At some point, the women caught their breath long enough to decide that they wanted to get the play produced in Manhattan.

“I just never had felt so invested in something, so I said, ‘You know what? Why don’t we make this happen?'” Ms. Ammon recalled.

Ms. Chambers, who met Ms. Ammon through this initial Touch love fest, nodded. “I’ve been in this business a long, long time, and it was the first time ever that I wanted to help something and put my name next to it,” Ms. Chambers said. “I’d never felt like this before.”

‘What’s the Goal?’

For her part, Ms. Terenzio said that the play helped her revisit emotions she’d set aside in order to do her job in the aftermath of Kennedy’s death. “It very much reflects the way John dealt with his life. He had this one line he’d repeat: ‘Nothing is as good or as bad as the current situation would have you believe.’ And I think that speaks to the whole thing. You do go on, and ultimately life is for the living … but it’s a huge struggle to find the light at the end of the tunnel and to know that you’ll come out the other side,” she said, tearing up slightly as she fiddled with a straw wrapper. “The whole process of going through the grief and then finally getting to the point where you realize you’re going to survive can take a really long time, and that’s dealt with in the play. Kyle doesn’t really want to go on. He just wants to bury himself in something and not move. I felt that way, too.”

Ms. Terenzio fiddled with the straw wrapper some more. “I think the most amazing line in the play is when [Kyle] says, ‘What’s the goal?’ That line really spoke to me. It’s something I had to ask myself: What is the goal?
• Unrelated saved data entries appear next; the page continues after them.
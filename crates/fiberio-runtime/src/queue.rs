//! `FiberQueue`: bounded MPMC queue between fibers and OS threads.
//!
//! Producers are fibers: `push` suspends the fiber (never the context
//! thread) while the queue is full. Consumers are OS threads: `pop_blocking`
//! parks the thread on a condvar while the queue is empty.
//!
//! Storage is a lock-free `ArrayQueue`. The mutex only guards the
//! empty-check-then-wait sequence on the consumer side so a push cannot
//! slip between a consumer's check and its wait.

use std::fmt;
use std::pin::pin;
use std::sync::atomic::{AtomicBool, Ordering};
use std::sync::{Condvar, Mutex, PoisonError};

use crossbeam_queue::ArrayQueue;
use tokio::sync::Notify;

/// Returned by `try_push`; hands the item back.
#[derive(PartialEq, Eq)]
pub enum TryPushError<T> {
    Full(T),
    Closed(T),
}

impl<T> TryPushError<T> {
    pub fn into_inner(self) -> T {
        match self {
            TryPushError::Full(t) | TryPushError::Closed(t) => t,
        }
    }
}

impl<T> fmt::Debug for TryPushError<T> {
    fn fmt(&self, f: &mut fmt::Formatter<'_>) -> fmt::Result {
        match self {
            TryPushError::Full(_) => write!(f, "Full(..)"),
            TryPushError::Closed(_) => write!(f, "Closed(..)"),
        }
    }
}

/// Returned by `push` when the queue was closed; hands the item back.
#[derive(PartialEq, Eq)]
pub struct PushError<T>(pub T);

impl<T> fmt::Debug for PushError<T> {
    fn fmt(&self, f: &mut fmt::Formatter<'_>) -> fmt::Result {
        write!(f, "PushError(..)")
    }
}

impl<T> fmt::Display for PushError<T> {
    fn fmt(&self, f: &mut fmt::Formatter<'_>) -> fmt::Result {
        write!(f, "queue closed")
    }
}

pub struct FiberQueue<T> {
    items: ArrayQueue<T>,
    closed: AtomicBool,
    /// Fibers waiting for a free slot.
    space: Notify,
    /// Consumer-side park lock.
    lock: Mutex<()>,
    ready: Condvar,
}

impl<T> FiberQueue<T> {
    /// # Panics
    ///
    /// If `capacity` is 0.
    pub fn new(capacity: usize) -> Self {
        Self {
            items: ArrayQueue::new(capacity),
            closed: AtomicBool::new(false),
            space: Notify::new(),
            lock: Mutex::new(()),
            ready: Condvar::new(),
        }
    }

    #[inline]
    pub fn capacity(&self) -> usize {
        self.items.capacity()
    }

    #[inline]
    pub fn len(&self) -> usize {
        self.items.len()
    }

    #[inline]
    pub fn is_empty(&self) -> bool {
        self.items.is_empty()
    }

    #[inline]
    pub fn is_closed(&self) -> bool {
        self.closed.load(Ordering::SeqCst)
    }

    /// Enqueue without waiting.
    pub fn try_push(&self, item: T) -> Result<(), TryPushError<T>> {
        if self.is_closed() {
            return Err(TryPushError::Closed(item));
        }
        match self.items.push(item) {
            Ok(()) => {
                self.wake_consumer();
                Ok(())
            }
            Err(item) => Err(TryPushError::Full(item)),
        }
    }

    /// Enqueue, suspending the calling fiber while the queue is full.
    pub async fn push(&self, mut item: T) -> Result<(), PushError<T>> {
        loop {
            if self.is_closed() {
                return Err(PushError(item));
            }

            // Register interest before trying, so a pop between the failed
            // push and the await still wakes us.
            let mut notified = pin!(self.space.notified());
            notified.as_mut().enable();

            match self.items.push(item) {
                Ok(()) => {
                    self.wake_consumer();
                    return Ok(());
                }
                Err(back) => item = back,
            }

            if self.is_closed() {
                return Err(PushError(item));
            }
            notified.await;
        }
    }

    /// Dequeue without waiting.
    pub fn try_pop(&self) -> Option<T> {
        let item = self.items.pop()?;
        self.space.notify_one();
        Some(item)
    }

    /// Dequeue, parking the calling OS thread while the queue is empty.
    ///
    /// Returns `None` once the queue is closed and drained.
    pub fn pop_blocking(&self) -> Option<T> {
        if let Some(item) = self.try_pop() {
            return Some(item);
        }
        let mut guard = self.lock.lock().unwrap_or_else(PoisonError::into_inner);
        loop {
            if let Some(item) = self.items.pop() {
                drop(guard);
                self.space.notify_one();
                return Some(item);
            }
            if self.is_closed() {
                return None;
            }
            guard = self.ready.wait(guard).unwrap_or_else(PoisonError::into_inner);
        }
    }

    /// Refuse further pushes and wake everyone. Queued items stay poppable.
    pub fn close(&self) {
        self.closed.store(true, Ordering::SeqCst);
        self.space.notify_waiters();
        let _guard = self.lock.lock().unwrap_or_else(PoisonError::into_inner);
        self.ready.notify_all();
    }

    fn wake_consumer(&self) {
        let _guard = self.lock.lock().unwrap_or_else(PoisonError::into_inner);
        self.ready.notify_one();
    }
}

impl<T> fmt::Debug for FiberQueue<T> {
    fn fmt(&self, f: &mut fmt::Formatter<'_>) -> fmt::Result {
        f.debug_struct("FiberQueue")
            .field("len", &self.len())
            .field("capacity", &self.capacity())
            .field("closed", &self.is_closed())
            .finish()
    }
}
To forget? No, the goal is to go on-which is an amazing discovery to make, because initially you don’t know what the hell you’re going to do.”

The triumvirate called Touch’ s Arizona-based playwright, Toni Press-Coffman. Ms. Press-Coffman, who also works as a professional grant writer, has written 20 plays, including Vera with Kate , which was produced Off Off Broadway in the early 1980’s. Touch was written in 1997 with a grant from the Arizona Commission for the Arts, and since then has been performed half a dozen times around the country, including in Kentucky, where it won the top prize at the Actors Theatre of Louisville’s Humana Festival in 2000.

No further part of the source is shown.